When you come to the line with "filename crates/clientdesk/src/workflows/mod.rs", begin repeating; continue exactly through the final line of the records and include nothing from before.
>>
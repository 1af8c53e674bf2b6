use axum::http::StatusCode;
use axum::response::{IntoResponse, Response};
use axum::Json;
use serde_json::json;

use crate::config::ConfigError;
use crate::telemetry::TelemetryError;

/// Top-level error surface for binaries built on this crate.
#[derive(Debug, thiserror::Error)]
pub enum AppError {
    #[error("configuration error: {0}")]
    Config(#[from] ConfigError),
    #[error("telemetry error: {0}")]
    Telemetry(#[from] TelemetryError),
    #[error("io error: {0}")]
    Io(#[from] std::io::Error),
    #[error("server error: {0}")]
    Server(#[from] axum::Error),
}

impl IntoResponse for AppError {
    fn into_response(self) -> Response {
        let body = Json(json!({ "error": self.to_string() }));
        (StatusCode::INTERNAL_SERVER_ERROR, body).into_response()
    }
}
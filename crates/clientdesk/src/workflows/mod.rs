pub mod booking;
pub mod intake;
pub mod wizard;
<<
* Reply to the exercise:
filename crates/clientdesk/src/workflows/mod.rs
pub mod booking;
pub mod intake;
pub mod wizard;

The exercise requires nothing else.